Kolkata Mutton Biryani is a flavorful delicacy cooked with mutton chunks, rice, potato, and boiled eggs (optional).

Course Main
Cuisine Mughlai
Keyword calcutta mutton biryani recipe, Debjanir Rannaghar, Kolata Biryani recipe, kolkata biryani recipe debjanir rannaghar, mutton biryani recipe, mutton biryani with aloo recipe
Prep Time 30 minutes
Cook Time 1 hour 30 minutes
Total Time 10 hours 30 minutes
Servings 6 People
Calories 1263kcal
Cost Rs 1000

Ingredients

  • 1 Kg Mutton around 10 pieces; Biryani cut; with extra 100g fat
  • 500 g Whole-grain flavored Basmati Rice
  • 10 Aloo Bukhara
  • 6 Boiled Egg Optional; I skipped it
  • 5 Large Potato
  • 2 Onion This is to make "Birista"
  • 2 Pinch Yellow food color
  • 200 ml vegetable oil This is to fry both Potato and Onion and to make Tehr
  • 1 tablespoon Green Chili Paste
  • 4 teaspoon Salt will be used all through
  • 75 g Ghee
  • 50 g Khowa
  • 15 strands Keshar
  • 200 ml Milk
  • 4 drops Mitha Itrt
  • 1 tablespoon Keora Water

To make Biriyani Masala:

  • 2 Cinnamon
  • 2 Black cardamom
  • 5 Green cardamom
  • 4 Clove
  • 2 Bay Leaf
  • 1 Nutmeg
  • 4 petals Mace
  • 1 teaspoon Shahi Cumin Seed
  • 1 Star Anise
  • 10 Kebab Chini
  • 10 White Pepper

To cook Mutton:

  • 2 Onion
  • ½ cup Birista
  • 1 tablespoon Papaya skin paste
  • 1 tablespoon Green Chili Paste
  • 1 tablespoon Ginger Paste
  • 2 tablespoon Garlic Paste
  • 150 ml Plain Curd
  • 50 ml Mishti Doi / Sweet Curd
  • 2 tablespoon Tomato Ketchup
  • ½ teaspoon Turmeric Powder
  • 3 Dry chilies
  • 2 Bay Leaf
  • 2 tablespoon Ghee
  • ½ oil from the remaining oil from frying potatoes and onions
  • 4 Clove
  • 1 Cinnamon Stick
  • 2 Black Cardamom
  • 4 Green Cardamom
  • Salt already mentioned

To make Akhni Water:

  • 4 Cinnamon Stick
  • 2 Black cardamom
  • 4 Green cardamom
  • 4 Cloves
  • 4 Bay Leaf

Other:

  • 1 cup Wheat Flour dough For sealing the Utensil/ Aluminium Foil
  • 30 Bay leaf to place inside the utensil while cooking the Biryani

Instructions

  • As the process is elaborate; I am writing down phase by phase to help you to understand what to do next.

Making of Biriyani Masala:

  • Dry roast all the spices mentioned under the head of Biryani Masala.
  • Once cooled, make a powder of the spices.
  • Around 2 tablespoon of this powder will be used in the Biryani.
  • Store the masala in an airtight container for further use.

Marinating the Mutton (stage 1 & 2)

  • Marinate mutton with papaya paste and 1 teaspoon salt for 8 hours.
  • After 8 hours, mix the Onion paste, ginger paste, Garlic paste, green chili paste, and crushed Birista along with plain curd, sweet curd, and sahi jira paste (optional).

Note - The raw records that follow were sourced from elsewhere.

// src/miner/target.rs
//! Acceptance threshold derived from difficulty
//!
//! `target = floor(2^256 / difficulty)`. A candidate hash, read as a
//! big-endian unsigned integer, is accepted when it is at or below the
//! target.

use crate::utils::error::MinerError;
use num_bigint::BigUint;
use num_traits::{One, Zero};

/// Proof-of-work target for one mining session
///
/// Besides the exact value, the target keeps a 32-byte big-endian bound so
/// the per-hash comparison in the search loop is a plain array comparison.
#[derive(Debug, Clone, PartialEq, Eq)]
pub struct Target {
    value: BigUint,
    /// `None` when the target is at least `2^256 - 1`, i.e. every hash passes
    bound: Option<[u8; 32]>,
}

impl Target {
    /// Computes `floor(2^256 / difficulty)`
    ///
    /// # Returns
    /// * `Ok(Target)` - For any positive difficulty
    /// * `Err(MinerError::ConfigError)` - If the difficulty is zero
    pub fn from_difficulty(difficulty: &BigUint) -> Result<Self, MinerError> {
        if difficulty.is_zero() {
            return Err(MinerError::ConfigError(
                "difficulty must be greater than zero".into(),
            ));
        }

        let value = (BigUint::one() << 256u32) / difficulty;
        let bound = if value.bits() > 256 {
            None
        } else {
            let bytes = value.to_bytes_be();
            let mut bound = [0u8; 32];
            bound[32 - bytes.len()..].copy_from_slice(&bytes);
            if bound == [0xff; 32] { None } else { Some(bound) }
        };

        Ok(Target { value, bound })
    }

    /// Exact target value
    pub fn value(&self) -> &BigUint {
        &self.value
    }

    /// Returns `true` if `hash`, read as a big-endian integer, is `<=` the target
    #[inline]
    pub fn is_met_by(&self, hash: &[u8; 32]) -> bool {
        match &self.bound {
            None => true,
            // Equal-length byte arrays compare lexicographically, which is
            // big-endian numeric order.
            Some(bound) => hash <= bound,
        }
    }
}
//! Statistics collection and reporting module
//!
//! Tracks the work done by a mining session: total attempts across all
//! workers, how many workers are still running and the resulting hashrate.
//! [`StatsReporter`] can log these periodically until the session's workers
//! have all exited.

/// Session counters and the reporter built on top of them
pub mod reporter;

// Re-export main components
pub use reporter::{MiningStats, SessionCounters, StatsReporter};
// src/cli/commands.rs
use clap::{Parser, Subcommand};
use std::path::PathBuf;

/// Proof-of-work miner CLI
#[derive(Parser, Debug)]
#[command(name = "pow-miner-rs")]
#[command(version, about, long_about = None)]
pub struct Commands {
    /// The action to perform (mine, run a benchmark, or generate config)
    #[command(subcommand)]
    pub action: Action,
}

/// Top-level commands for the miner application
#[derive(Subcommand, Debug)]
pub enum Action {
    /// Mine one block header and print `nonce attempts hash`
    Mine(MineOptions),

    /// Measure the hashrate over an unsatisfiable target
    Benchmark(BenchmarkOptions),

    /// Generate configuration file template
    Config(ConfigOptions),
}

/// Options for a mining run
#[derive(Parser, Debug)]
pub struct MineOptions {
    /// Path to configuration file (defaults apply when omitted)
    #[arg(short, long)]
    pub config: Option<PathBuf>,

    /// Number of worker threads, 0 = all cores (overrides config)
    #[arg(short, long, allow_negative_numbers = true)]
    pub threads: Option<i64>,

    /// Difficulty as a decimal integer (overrides config)
    #[arg(short, long)]
    pub difficulty: Option<String>,

    /// Fixed seed for starting nonces (overrides config)
    #[arg(short, long)]
    pub seed: Option<u64>,

    /// Log session statistics every N seconds (N >= 1)
    #[arg(short, long, value_parser = clap::value_parser!(u64).range(1..))]
    pub report_interval: Option<u64>,

    /// Give up after N seconds
    #[arg(long)]
    pub timeout: Option<u64>,
}

/// Options for running the hashrate benchmark
#[derive(Parser, Debug)]
pub struct BenchmarkOptions {
    /// Duration of benchmark in seconds
    #[arg(short, long, default_value_t = 10)]
    pub duration: u64,

    /// Number of threads to use
    #[arg(short, long, default_value_t = num_cpus::get() as i64, allow_negative_numbers = true)]
    pub threads: i64,
}

/// Options for generating configuration files
#[derive(Parser, Debug)]
pub struct ConfigOptions {
    /// Output file path
    #[arg(short, long, default_value = "config.toml")]
    pub output: PathBuf,
}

Turmeric powder, tomato ketchup with ¼ teaspoon salt.
  • Add 1 teaspoon of Biryani Masala as well and marinate the mutton with the spices for 2 hours.

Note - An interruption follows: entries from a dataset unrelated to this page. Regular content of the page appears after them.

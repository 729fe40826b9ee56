// src/types.rs
use crate::utils::error::MinerError;
use num_bigint::BigUint;
use num_traits::Zero;
use std::fmt;

/// Block header mined over by every worker
///
/// Immutable once built. The difficulty is always strictly positive; a
/// zero difficulty is rejected at construction because the target
/// `2^256 / difficulty` would be undefined.
#[derive(Debug, Clone, PartialEq, Eq)]
pub struct Header {
    difficulty: BigUint,
}

impl Header {
    /// Creates a header with the given difficulty
    ///
    /// # Returns
    /// * `Ok(Header)` - For any positive difficulty
    /// * `Err(MinerError::ConfigError)` - If the difficulty is zero
    pub fn new(difficulty: BigUint) -> Result<Self, MinerError> {
        if difficulty.is_zero() {
            return Err(MinerError::ConfigError(
                "difficulty must be greater than zero".into(),
            ));
        }
        Ok(Header { difficulty })
    }

    /// Difficulty of the block being mined
    pub fn difficulty(&self) -> &BigUint {
        &self.difficulty
    }
}

/// A block: header plus an opaque payload that is never hashed
#[derive(Debug, Clone, PartialEq, Eq)]
pub struct Block {
    /// Header the proof-of-work is computed over
    pub header: Header,
    /// Opaque block body
    pub body: Body,
}

impl Block {
    /// Creates a block with an empty body
    pub fn new(header: Header) -> Self {
        Block {
            header,
            body: Body::default(),
        }
    }
}

/// Opaque block payload
#[derive(Debug, Clone, Default, PartialEq, Eq)]
pub struct Body {
    /// Raw bytes carried by the block
    pub payload: Vec<u8>,
}

/// Proof-of-work delivered by the winning worker of a session
#[derive(Debug, Clone, Copy, PartialEq, Eq)]
pub struct MiningResult {
    /// Nonce that produced the accepted hash
    pub nonce: u64,
    /// Number of hashes the winning worker computed, including the winning one
    pub attempts: u64,
    /// `sha256(header_digest || nonce_be)`, at or below the session target
    pub hash: [u8; 32],
}

impl MiningResult {
    /// Hash as a `0x`-prefixed lowercase hex string
    pub fn hash_hex(&self) -> String {
        format!("0x{}", hex::encode(self.hash))
    }
}

impl fmt::Display for MiningResult {
    fn fmt(&self, f: &mut fmt::Formatter<'_>) -> fmt::Result {
        write!(f, "{} {} {}", self.nonce, self.attempts, self.hash_hex())
    }
}
// src/miner/worker.rs
//! Search worker implementation
//!
//! Each worker owns a private nonce counter and attempt counter and
//! brute-forces `sha256(header_digest || nonce)` until it finds a hash at or
//! below the target or sees the session's cancellation signal.

use crate::miner::hasher::{CandidateHasher, HeaderDigest};
use crate::miner::session::SessionState;
use crate::miner::target::Target;
use crate::types::MiningResult;
use crate::utils::logging::ProgressLogger;
use crossbeam_channel::Sender;
use std::sync::Arc;

/// Default number of attempts between progress lines
pub const DEFAULT_PROGRESS_INTERVAL: u64 = 1_000_000;

/// Attempts a worker accumulates locally before adding them to the session counters
pub(crate) const STATS_FLUSH_BATCH: u64 = 1 << 16;

/// How a worker's search loop ended
#[derive(Debug, Clone, Copy, PartialEq, Eq)]
pub enum WorkerOutcome {
    /// Won the claim and published the result
    Reported,
    /// Found a valid nonce but another party had already claimed the session
    Discarded,
    /// Observed the cancellation signal before finding a valid nonce
    Cancelled,
    /// Wrapped around the whole 64-bit nonce space without a valid hash
    Exhausted,
}

/// Read-only inputs shared by every worker of a session
#[derive(Clone)]
pub(crate) struct MiningJob {
    pub(crate) header_digest: HeaderDigest,
    pub(crate) target: Target,
    pub(crate) progress_interval: u64,
    pub(crate) state: Arc<SessionState>,
    pub(crate) results: Sender<MiningResult>,
    pub(crate) logger: Arc<dyn ProgressLogger>,
}

/// Brute-force search worker
///
/// Never reads or writes another worker's counters; the only shared state it
/// touches is the session's claim and cancellation flags.
pub(crate) struct Worker {
    id: usize,
    job: MiningJob,
    hasher: CandidateHasher,
    nonce: u64,
    /// Nonce at which the search gives up; the start nonce for a full 2^64 cycle
    stop_nonce: u64,
    attempts: u64,
}

impl Worker {
    /// Creates a worker that starts searching at `start_nonce`
    ///
    /// # Arguments
    /// * `id` - Worker index, used in progress lines
    /// * `job` - Session inputs shared by all workers
    /// * `start_nonce` - First nonce to try
    pub(crate) fn new(id: usize, job: MiningJob, start_nonce: u64) -> Self {
        let hasher = CandidateHasher::new(&job.header_digest);
        Worker {
            id,
            job,
            hasher,
            nonce: start_nonce,
            stop_nonce: start_nonce,
            attempts: 0,
        }
    }

    /// Limits the search to `span` nonces starting at the start nonce
    #[cfg(test)]
    pub(crate) fn with_nonce_span(mut self, span: u64) -> Self {
        self.stop_nonce = self.nonce.wrapping_add(span);
        self
    }

    /// Runs the search loop until the worker wins, loses, is cancelled or
    /// exhausts the nonce space
    pub(crate) fn run(mut self) -> WorkerOutcome {
        let id = self.id;
        let interval = self.job.progress_interval;
        let mut unflushed = 0u64;

        self.job.logger.log(format_args!("thread {} started", id));

        let outcome = loop {
            if self.job.state.is_cancelled() {
                self.job.logger.log(format_args!("thread {}: cancelled", id));
                break WorkerOutcome::Cancelled;
            }

            let hash = self.hasher.hash(self.nonce);
            self.attempts += 1;
            unflushed += 1;

            if interval > 0 && self.attempts % interval == 0 {
                self.job.logger.log(format_args!(
                    "thread {}: attempted {}, current hash 0x{}",
                    id,
                    self.attempts,
                    hex::encode(hash)
                ));
            }

            if unflushed >= STATS_FLUSH_BATCH {
                self.job.state.counters.add_attempts(unflushed);
                unflushed = 0;
            }

            if self.job.target.is_met_by(&hash) {
                break self.report(hash);
            }

            self.nonce = self.nonce.wrapping_add(1);
            if self.nonce == self.stop_nonce {
                self.job
                    .logger
                    .log(format_args!("thread {}: nonce space exhausted", id));
                break WorkerOutcome::Exhausted;
            }
        };

        self.job.state.counters.add_attempts(unflushed);
        self.job.state.counters.worker_exited();
        outcome
    }

    /// Claims the session and publishes the result, or discards it if
    /// another party claimed first
    fn report(&self, hash: [u8; 32]) -> WorkerOutcome {
        if !self.job.state.try_claim() {
            self.job
                .logger
                .log(format_args!("thread {}: discarded", self.id));
            return WorkerOutcome::Discarded;
        }

        // Signal before the handoff: the send may block on a rendezvous sink.
        self.job.state.cancel();

        let result = MiningResult {
            nonce: self.nonce,
            attempts: self.attempts,
            hash,
        };
        if self.job.results.send(result).is_err() {
            log::warn!("thread {}: result receiver dropped, solution lost", self.id);
        }
        self.job.logger.log(format_args!("thread {}: found", self.id));
        WorkerOutcome::Reported
    }
}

Making of Birista and Fried Potato:

  • Finely chop Onion.
  • Heat oil in a pan.
  • Fry the onion till they are crisp.
  • Strain from the oil.
  • Peel and cut potatoes in half. If using medium-sized potatoes keep those wholes.
  • Marinate potatoes with a mixture of yellow food color and ¼ teaspoon salt.
  • Heat the same oil used for making Birista.
  • Temper the oil with 1" Cinnamon, 1 Black Cardamom, 2 Cloves, and green cardamom.
  • Fry potatoes until they are golden in color and 70% cooked.
  • Add ½ teaspoon Biryani Masala to it as well.
  • Strain fried potatoes from the pan.
  • Use the same oil for cooking mutton.

Cooking the Mutton:

  • Heat Ghee and ½ of the spiced oil used in frying the onion and Potato in a deep-bottom pan and temper it with bay leaf and dry red chili, mace, nutmeg, cinnamon, and cardamom.
  • Add the marinated mutton with the marinade and mix.
  • Cover the pan with a lid and cook over a low flame for around 1 hour or till the mutton is done 70%.
  • You do not need to add water. Mutton will be cooked in its own water.
  • Once the cooking is done, the pan will have cooked meat and the oily substance separated.
  • This oily substance is known as "Tahr."
  • Separate the Tahr when the meat is hot from the pan and keep it aside.
  • This makes the biryani flavorful.

To make Akhni Water and cook the rice:

  • Take 2 liters of water in a vessel.
  • Take the spices mentioned under the head "Akhni Masala" and make a "Potli using a fresh cloth with the spices.
  • Boil the spice potli along with the water for around 30 minutes.
  • The water will change color and will turn light brown.
  • Meanwhile, wash rice 2-3 times under running water.
  • Soak rice for the time water is boiling.
  • Add 2 teaspoon salt to the boiling water and also the soaked rice.
  • Cook till the rice is done 70%.
  • Switch the flame off and drain the water.
  • Spread cooked rice over a plate.

Assembling the Biryani:

  • Warm the Tahr before using it again and mix with the remaining oil from frying the onion and potatoes.
  • Mix Keshar and a pinch of yellow food color with milk after crushing it using a mortar and pestle.
  • Take 2 tablespoon Ghee and coat the inner side of a handi with the ghee.
  • Take around 15 Bay leaves and place those.
  • Pour the cooked mutton with the gravy.
  • Top it with ⅓ of the cooked rice.
  • Sprinkle ⅓ of the Biriyani masala, followed by ⅓ of the keshar milk and a drop of mitha Itr, followed by 1 tablespoon of Tahr and some ghee.
  • Add ⅓ Rice again followed by boiled Egg (if using) and Fried Potatoes.
  • Sprinkle ⅓ of the Biriyani masala, followed by ⅓ of the keshar milk and a drop of mitha Itr, followed by 1 tablespoon of Tahr and some ghee again.
  • Add Keora Water as well.
  • Again, add the rest of the rice, followed by crumbled khowa and aloo Bukhara.
  • Sprinkle ⅓ of the Biriyani masala, followed by ⅓ of the keshar milk and a drop of mitha Itr, followed by the remaining ghee and Tahr.
  • Cover the Handi with a lid and seal it with Soft Whole wheat Flour dough.
  • Keep the flame on the lower side and place a Tawa over the heat.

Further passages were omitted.